TASK DIRECTIONS: Please output the section of the listing below that opens with the line containing "use dashmap::mapref::entry::Entry;" and closes with the line containing "pub struct MemoryRefreshTokenRepo", exactly and with nothing else.

DATASET RECORDS:
Content starts

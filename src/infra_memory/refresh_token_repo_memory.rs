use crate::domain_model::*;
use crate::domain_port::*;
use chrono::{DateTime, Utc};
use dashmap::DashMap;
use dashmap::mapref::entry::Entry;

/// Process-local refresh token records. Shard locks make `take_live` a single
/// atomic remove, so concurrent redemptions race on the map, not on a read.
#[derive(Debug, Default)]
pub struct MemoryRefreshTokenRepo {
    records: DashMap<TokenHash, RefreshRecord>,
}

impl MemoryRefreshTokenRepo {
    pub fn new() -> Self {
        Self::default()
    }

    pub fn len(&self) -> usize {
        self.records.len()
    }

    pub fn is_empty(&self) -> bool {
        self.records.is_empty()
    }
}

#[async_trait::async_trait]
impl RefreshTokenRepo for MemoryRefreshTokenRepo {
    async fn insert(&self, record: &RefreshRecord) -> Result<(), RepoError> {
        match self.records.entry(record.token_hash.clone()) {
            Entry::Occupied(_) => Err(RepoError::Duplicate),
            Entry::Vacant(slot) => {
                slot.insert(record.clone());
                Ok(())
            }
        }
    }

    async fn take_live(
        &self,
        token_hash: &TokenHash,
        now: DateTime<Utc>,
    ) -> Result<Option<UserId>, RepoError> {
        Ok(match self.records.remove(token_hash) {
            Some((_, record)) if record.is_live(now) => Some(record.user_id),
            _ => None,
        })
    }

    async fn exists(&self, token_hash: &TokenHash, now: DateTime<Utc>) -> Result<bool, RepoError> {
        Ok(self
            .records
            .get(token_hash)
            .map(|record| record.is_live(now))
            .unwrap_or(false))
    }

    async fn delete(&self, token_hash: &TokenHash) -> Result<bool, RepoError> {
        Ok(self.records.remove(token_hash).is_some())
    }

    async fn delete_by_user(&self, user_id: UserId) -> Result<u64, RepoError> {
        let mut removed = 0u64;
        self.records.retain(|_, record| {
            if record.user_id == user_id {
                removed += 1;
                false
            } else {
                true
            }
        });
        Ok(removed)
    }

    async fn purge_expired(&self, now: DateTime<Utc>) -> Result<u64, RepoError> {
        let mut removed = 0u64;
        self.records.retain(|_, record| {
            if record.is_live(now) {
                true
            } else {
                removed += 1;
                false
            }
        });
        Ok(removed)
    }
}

Content ends
Content starts

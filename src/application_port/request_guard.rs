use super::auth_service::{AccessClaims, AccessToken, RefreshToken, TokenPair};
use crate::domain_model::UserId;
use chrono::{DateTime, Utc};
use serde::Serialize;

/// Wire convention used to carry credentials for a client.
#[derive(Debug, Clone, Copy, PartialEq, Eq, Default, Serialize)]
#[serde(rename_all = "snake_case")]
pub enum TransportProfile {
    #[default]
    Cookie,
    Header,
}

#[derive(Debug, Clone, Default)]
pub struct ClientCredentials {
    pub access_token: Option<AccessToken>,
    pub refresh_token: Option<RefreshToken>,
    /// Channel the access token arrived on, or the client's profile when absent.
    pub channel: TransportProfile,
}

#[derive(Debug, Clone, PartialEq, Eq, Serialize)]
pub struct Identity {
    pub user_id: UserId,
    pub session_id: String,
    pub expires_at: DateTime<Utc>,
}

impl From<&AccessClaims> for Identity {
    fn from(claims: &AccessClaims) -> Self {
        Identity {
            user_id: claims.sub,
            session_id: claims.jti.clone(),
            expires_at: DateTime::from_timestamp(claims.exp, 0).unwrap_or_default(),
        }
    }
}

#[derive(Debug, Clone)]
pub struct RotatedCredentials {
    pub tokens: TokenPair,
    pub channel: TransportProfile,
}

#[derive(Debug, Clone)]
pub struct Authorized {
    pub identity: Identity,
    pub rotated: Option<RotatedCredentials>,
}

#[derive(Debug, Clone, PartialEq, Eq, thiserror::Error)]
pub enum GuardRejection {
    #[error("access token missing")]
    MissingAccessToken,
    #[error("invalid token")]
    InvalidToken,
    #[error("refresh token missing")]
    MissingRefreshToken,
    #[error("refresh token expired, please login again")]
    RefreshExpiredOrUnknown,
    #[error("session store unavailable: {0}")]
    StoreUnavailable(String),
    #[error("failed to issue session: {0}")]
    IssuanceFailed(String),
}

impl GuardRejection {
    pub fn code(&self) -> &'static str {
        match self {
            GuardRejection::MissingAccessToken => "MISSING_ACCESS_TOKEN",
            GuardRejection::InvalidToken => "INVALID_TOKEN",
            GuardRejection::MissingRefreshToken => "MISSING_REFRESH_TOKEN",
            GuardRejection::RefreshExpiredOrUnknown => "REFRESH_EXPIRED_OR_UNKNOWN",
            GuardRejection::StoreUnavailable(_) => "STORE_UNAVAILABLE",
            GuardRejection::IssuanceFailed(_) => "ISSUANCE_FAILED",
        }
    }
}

Content ends

PROBLEM SOLUTION:
use dashmap::mapref::entry::Entry;

/// Process-local refresh token records. Shard locks make `take_live` a single
/// atomic remove, so concurrent redemptions race on the map, not on a read.
#[derive(Debug, Default)]
pub struct MemoryRefreshTokenRepo {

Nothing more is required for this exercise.